The cuts will be made from management, nursing, administration and service positions at the Riverhead hospital. However, the number of eliminated positions might be reduced following negotiations with the medical center’s labor unions. Letters have been sent to 12 staff members, though the hospital expects that only eight or nine jobs will be trimmed, according to Tim Kelly, the medical center’s director of public relations.

Peconic Bay President and CEO Andrew Mitchell stressed this week that the cuts will not affect health care services. He noted that the staff cuts equate to less than a 1-percent reduction in overall staffing. “We’ll probably be cutting eight positions out of a total of 900 in the hospital,” Mr. Mitchell said.

The cuts, which are expected to be made this month, are intended to help the hospital operate in the black during the current fiscal year, as they’ll save the medical center about $2.1 million out of its $100 million operating budget. That rounds out to a 2-percent reduction in expenses, Mr. Mitchell said.

Mr. Mitchell explained that Peconic Bay ended 2006 with a surplus of almost $660,000. The 2007 audit is not yet completed, but preliminary numbers show that the hospital posted a $2 million loss last year. Peconic Bay’s revenue increased 2 percent in the past year, while overall expenses shot up 7 percent, contributing to the fiscal shortfall.

“In 2008, we’re hoping to break even by modulating expenses to match current revenue,” Mr. Mitchell said. “Now we’re getting more revenue than in 2007, but not as much as the expenses are increasing in the industry.”

One reason why Peconic Bay, Southampton Hospital and Eastern Long Island Hospital formed the Eastern Suffolk Health Network is to collectively negotiate with managed care companies to receive market rates for health services, explained Paul Connor, the president of Eastern Long Island Hospital. Most local hospitals are still struggling to make ends meet because of low reimbursement levels.

Peconic Bay is currently involved in a showdown with one of its largest insurers, Oxford Health Plans, over reimbursement rates. Oxford recently informed its clients by letter that the hospital will not provide in-network care after May 1 unless a new agreement is in place. Peconic Bay and the other East End hospitals are working together to negotiate better reimbursement rates from several insurers.

“If we had proper rates from managed care companies, it would benefit the hospital’s financial situation,” Mr. Connor said. “All the hospitals are running operating losses and are trying to stabilize by getting paid proper rates from managed care companies.”

Eastern Long Island Hospital, which is located in Greenport, has not ruled out cutting staff as a way to reduce expenses, Mr.

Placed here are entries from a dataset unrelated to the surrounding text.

// src/solver/traits.rs

use crate::solver::lp::{LinearProgram, LpSolution};
use std::fmt::Debug;

/// The external solver seam.
///
/// The decomposition only ever hands a fully parameterised program to the
/// backend and reads the result back; a backend must not keep state between
/// calls. `Send + Sync` lets independent solves be dispatched concurrently.
pub trait LpSolver: Debug + Send + Sync {
    /// Solves `program`, honouring integrality flags.
    ///
    /// # Returns
    /// Primal values for every variable. Row duals are filled in only when
    /// the program has no integer variables.
    fn solve(&self, program: &LinearProgram) -> LpSolution;
}
/// Renders `instance` in the text format.
pub fn to_dat(instance: &Instance) -> String {
    let mut out = String::new();
    let label = |c: &usize| instance.lots[*c].id.to_string();
    let write_set = |out: &mut String, indent: &str, name: &str, labels: Vec<String>| {
        let _ = writeln!(out, "{}set {} := {};", indent, name, labels.join(" "));
    };
    let write_table = |out: &mut String, indent: &str, name: &str, rows: Vec<(String, f64)>| {
        let _ = write!(out, "{}param {} :=", indent, name);
        for (key, value) in rows {
            let _ = write!(out, "\n{}    {} {}", indent, key, value);
        }
        out.push_str(";\n");
    };
    let lot_table = |value: fn(&Lot) -> f64| -> Vec<(String, f64)> {
        instance.lots.iter().map(|lot| (lot.id.to_string(), value(lot))).collect()
    };

    write_set(&mut out, "", "C", instance.lots.iter().map(|lot| lot.id.to_string()).collect());
    out.push('\n');
    write_table(&mut out, "", "q", lot_table(|lot| lot.volume));
    write_table(&mut out, "", "ca", lot_table(|lot| lot.acquisition_cost));
    write_table(&mut out, "", "cc", lot_table(|lot| lot.cancellation_cost));
    write_table(&mut out, "", "cp", lot_table(|lot| lot.postponement_cost));
    let _ = writeln!(out, "param sMin := {};", instance.inventory_min);
    let _ = writeln!(out, "param sMax := {};", instance.inventory_max);

    let indent = "    ";
    for (t, stage) in instance.stages.iter().enumerate() {
        let _ = write!(out, "\nnamespace t{}\n{{\n", t);
        let sets = [
            ("A", stage.committed.as_slice()),
            ("AAnt", instance.arriving(t)),
            ("A2Ant", instance.postponable_into(t)),
            ("P", stage.purchasable.as_slice()),
            ("PAnt", instance.previously_purchasable(t)),
        ];
        for (name, lots) in sets {
            if !lots.is_empty() {
                write_set(&mut out, indent, name, lots.iter().map(label).collect());
            }
        }
        let scenario_labels: Vec<String> = (1..=stage.scenarios.len()).map(|s| s.to_string()).collect();
        write_set(&mut out, indent, "S", scenario_labels.clone());
        out.push('\n');
        write_table(
            &mut out,
            indent,
            "p",
            scenario_labels.iter().cloned().zip(stage.scenarios.iter().map(|s| s.probability)).collect(),
        );
        write_table(
            &mut out,
            indent,
            "d",
            scenario_labels.into_iter().zip(stage.scenarios.iter().map(|s| s.demand)).collect(),
        );
        let _ = writeln!(out, "{}param h := {};", indent, stage.holding_cost);
        if t == 0 {
            let _ = writeln!(out, "{}param s0 := {};", indent, instance.initial_inventory);
        }
        out.push_str("}\n");
    }
    out
}

fn is_json(path: &Path) -> bool {
    path.extension()
        .map_or(false, |ext| ext.eq_ignore_ascii_case("json"))
}

/// Reads an instance, choosing the format by extension.
pub fn load_instance(path: impl AsRef<Path>) -> Result<Instance> {
    let path = path.as_ref();
    let text = fs::read_to_string(path)?;
    let instance = if is_json(path) {
        serde_json::from_str(&text)?
    } else {
        parse_dat(&text)?
    };
    log::debug!("loaded {} ({} stages)", path.display(), instance.horizon());
    Ok(instance)
}

pub fn save_instance(path: impl AsRef<Path>, instance: &Instance) -> Result<()> {
    let path = path.as_ref();
    if is_json(path) {
        fs::write(path, serde_json::to_string_pretty(instance)?)?;
    } else {
        fs::write(path, to_dat(instance))?;
    }
    Ok(())
}

#[cfg(test)]
mod tests {
    use super::*;
    use crate::model::instance::fixtures::small_instance;

    const SAMPLE: &str = "\
set C := 1 2 3;

param q :=
    1 25.00
    2 30.00
    3 20.00;
param ca :=
    1 180
    2 200
    3 170;
param cc :=
    1 40
    2 40
    3 40;
param cp :=
    1 8
    2 8
    3 8;
param sMin := 0;
param sMax := 80;

namespace t0
{
    set A := 2;
    set AAnt := 1;
    set P := 3;
    set S := 1;

    param p :=
        1 1.0000000000;
    param d :=
        1 30.00;
    param h := 1;
    param s0 := 20;
}

namespace t1
{
    set AAnt := 2;
    set PAnt := 3;
    set S := 1 2;

    param p :=
        1 0.4
        2 0.6;
    param d :=
        1 20
        2 45;
    param h := 1;
}
";

    #[test]
    fn parses_namespaced_file() {
        let instance = parse_dat(SAMPLE).unwrap();
        assert_eq!(instance.lots.len(), 3);
        assert_eq!(instance.lots[1].volume, 30.0);
        assert_eq!(instance.initial_arrivals, vec![0]);
        assert_eq!(instance.initial_inventory, 20.0);
        assert_eq!(instance.stages.len(), 2);
        assert_eq!(instance.stages[0].committed, vec![1]);
        assert_eq!(instance.stages[0].purchasable, vec![2]);
        assert_eq!(instance.stages[1].scenarios[1].demand, 45.0);
        assert!(instance.validate().is_ok());
    }

    #[test]
    fn inconsistent_inherited_set_is_rejected() {
        let broken = SAMPLE.replace("set AAnt := 2;", "set AAnt := 3;");
        let err = parse_dat(&broken).unwrap_err();
        assert!(matches!(err, SddpError::Parse { ref message, .. } if message.contains("AAnt")));
    }

    #[test]
    fn reports_line_of_bad_number() {
        let broken = SAMPLE.replace("param sMax := 80;", "param sMax := eighty;");
        match parse_dat(&broken) {
            Err(SddpError::Parse { line, .. }) => assert_eq!(line, 20),
            other => panic!("unexpected {:?}", other),
        }
    }

    #[test]
    fn written_text_reads_back() {
        let instance = small_instance();
        let text = to_dat(&instance);
        assert_eq!(parse_dat(&text).unwrap(), instance);
    }

    #[test]
    fn comments_are_ignored() {
        let commented = format!("# generated\n{}", SAMPLE.replace("param h := 1;", "param h := 1; # holding"));
        assert!(parse_dat(&commented).is_ok());
    }
}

Connor said.

Meanwhile, Peconic Bay is looking to save money by creating a team of staff members who will be “looking at ways to eliminate necessary weight in terms of paper and lights,” Mr. Mitchell said. The team will make sure lights are off in the hospital when not in use and make sure paper is not wasted. They will also study and implement other energy-conserving tactics, he explained.

“We’re working to achieve supply savings within the institution,” Mr. Mitchell said. “We hope come in with half a million in total expense savings with the team.”

Peconic Bay is in the midst of expanding, having completed construction on its new $8 million emergency center in February and recently breaking ground on its surgical pavilion. Work started on the surgical pavilion last summer and the facility is expected to open in early 2009. In all, the renovations are expected to cost $50 million.

“In 2008, we’re looking to reduce expenses and continue to grow our revenue so that we come out with a surplus in 2008,” Mr. Mitchell said. “This combined with the emergency center and the surgical pavilion puts us in a strong position coming out of 2008.”